At first, I was pissed. How dare this man named BRUNO (true story) try to hurt me. I was proud that he probably will never forget the time a 5’2” angry redhead tackled him to the ground as he tried to run away into the night like a coward after hitting me.
I didn’t sleep for two days after the attack. I was angry and sore – then the anxiety came: my boss asking me to shoot a crime story at night by myself sent me running into the Skype room at work to have a cry and try to compose myself; a repairman coming to the house while I was alone had me locking myself in my bedroom and texting my husband asking him to come home; I felt skittish walking down the street in the middle of the day by myself if I had to walk past a man. So thanks for that, Bruno.
I was depressed, anxious, and fearful – which is why I decided it was time to pause.

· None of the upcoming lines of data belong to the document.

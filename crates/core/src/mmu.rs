//! Game Boy memory management unit
//!
//! A flat 64 KiB address space. Every `u16` is a valid address, so byte and
//! word access can never fail. Bank switching and memory-mapped I/O belong to
//! collaborators layered on top through the [`Memory`] trait.
//!
//! # Readiness
//!
//! The unit carries a readiness gate driven by the boot sequence. A fresh unit
//! and a freshly reset unit are [`Readiness::NotReady`]; the boot sequence calls
//! [`MemoryUnit::set_system_ready`] once memory content can be trusted. The
//! gate never blocks access: reads and writes while not ready are carried out
//! and reported on the MMU log category.

use crate::logging::{log, LogCategory, LogLevel};

/// Size of the addressable space
pub const MEMORY_SIZE: usize = 0x10000;

/// Byte-addressable memory as seen by instructions.
pub trait Memory {
    fn read_byte(&self, addr: u16) -> u8;

    fn write_byte(&mut self, addr: u16, val: u8);

    /// Little-endian: low byte at `addr`, high byte at `addr + 1` (wrapping).
    fn read_word(&self, addr: u16) -> u16 {
        let lo = self.read_byte(addr);
        let hi = self.read_byte(addr.wrapping_add(1));
        u16::from_le_bytes([lo, hi])
    }

    fn write_word(&mut self, addr: u16, val: u16) {
        let [lo, hi] = val.to_le_bytes();
        self.write_byte(addr, lo);
        self.write_byte(addr.wrapping_add(1), hi);
    }
}

/// Readiness gate of the memory unit
#[derive(Debug, Clone, Copy, PartialEq, Eq, Default)]
pub enum Readiness {
    #[default]
    NotReady,
    Ready,
}

/// Flat 64 KiB memory with a readiness gate
#[derive(Clone)]
pub struct MemoryUnit {
    bytes: Box<[u8; MEMORY_SIZE]>,
    ready: Readiness,
}

impl MemoryUnit {
    /// Power-on state: all zero, not ready.
    pub fn new() -> Self {
        Self {
            bytes: Box::new([0; MEMORY_SIZE]),
            ready: Readiness::NotReady,
        }
    }

    /// Zero every cell. The unit stays unready until the boot sequence
    /// calls [`set_system_ready`](Self::set_system_ready) again.
    pub fn reset(&mut self) {
        self.bytes.fill(0);
        self.ready = Readiness::NotReady;
        log(LogCategory::Mmu, LogLevel::Debug, || {
            "MMU: reset, memory cleared".to_string()
        });
    }

    pub fn set_system_ready(&mut self, ready: bool) {
        let next = if ready {
            Readiness::Ready
        } else {
            Readiness::NotReady
        };
        if next != self.ready {
            log(LogCategory::Mmu, LogLevel::Debug, || {
                format!("MMU: readiness {:?} -> {:?}", self.ready, next)
            });
        }
        self.ready = next;
    }

    pub fn is_system_ready(&self) -> bool {
        self.ready == Readiness::Ready
    }

    pub fn readiness(&self) -> Readiness {
        self.ready
    }

    /// Copy `data` starting at `addr`, wrapping past 0xFFFF.
    pub fn load(&mut self, addr: u16, data: &[u8]) {
        let mut cursor = addr;
        for &byte in data {
            self.bytes[cursor as usize] = byte;
            cursor = cursor.wrapping_add(1);
        }
        log(LogCategory::Mmu, LogLevel::Debug, || {
            format!("MMU: loaded {} byte(s) at {:04X}", data.len(), addr)
        });
    }

    /// Borrow the whole address space.
    pub fn as_slice(&self) -> &[u8] {
        &self.bytes[..]
    }

    fn trace_unready(&self, access: &str, addr: u16) {
        if self.ready == Readiness::NotReady {
            log(LogCategory::Mmu, LogLevel::Trace, || {
                format!("MMU: {} at {:04X} while not ready", access, addr)
            });
        }
    }
}

impl Default for MemoryUnit {
    fn default() -> Self {
        Self::new()
    }
}

impl std::fmt::Debug for MemoryUnit {
    fn fmt(&self, f: &mut std::fmt::Formatter<'_>) -> std::fmt::Result {
        f.debug_struct("MemoryUnit")
            .field("ready", &self.ready)
            .field("size", &MEMORY_SIZE)
            .finish()
    }
}

impl Memory for MemoryUnit {
    fn read_byte(&self, addr: u16) -> u8 {
        self.trace_unready("read", addr);
        self.bytes[addr as usize]
    }

    fn write_byte(&mut self, addr: u16, val: u8) {
        self.trace_unready("write", addr);
        self.bytes[addr as usize] = val;
    }
}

One of the hardest things I learned as a storyteller is the power of the pause. It’s hard as a new reporter not to fill the awkward silence during an interview or follow up immediately with another question; seasoned storytellers will tell you that if you keep quiet, sometimes the most powerful things are born out of that silence. Sometimes silence can speak volumes.
So now, with my contract at 10News done, I’m taking some time off. My husband Crosby and I are taking over ownership of a bar in San Diego called The Hole in the Wall. It needs some creative TLC and that’s where I come in.
Perhaps the most exciting thing about finally allowing myself to pause is that I can now work on myself and figure out exactly what I want, what I like, and what I want to do. I’m going to South Africa for the entire month of July with Africa Media for a travel and wildlife photography internship. I’ve never been able to explore DSLR photography because I’ve never had time in between other work shoots. Fingers crossed I can take a picture of an elephant!
It amazes me how many people I talk to in the news industry who are struggling with crippling anxiety and depression. I hope my choice to take a break will encourage them to look out for their mental and physical health more
Stories are my passion. I love people, and I love writing about them; but for now, I’m content planning trips, getting vaccines, crafting cocktails, catching up with friends, and studying photography.
The best part about hitting pause is when you’re ready to press play again.
A few side notes: The attack downtown had nothing to do with the Trump story I was covering. The last update I heard was detectives submitted vandalism and battery charges to the DA.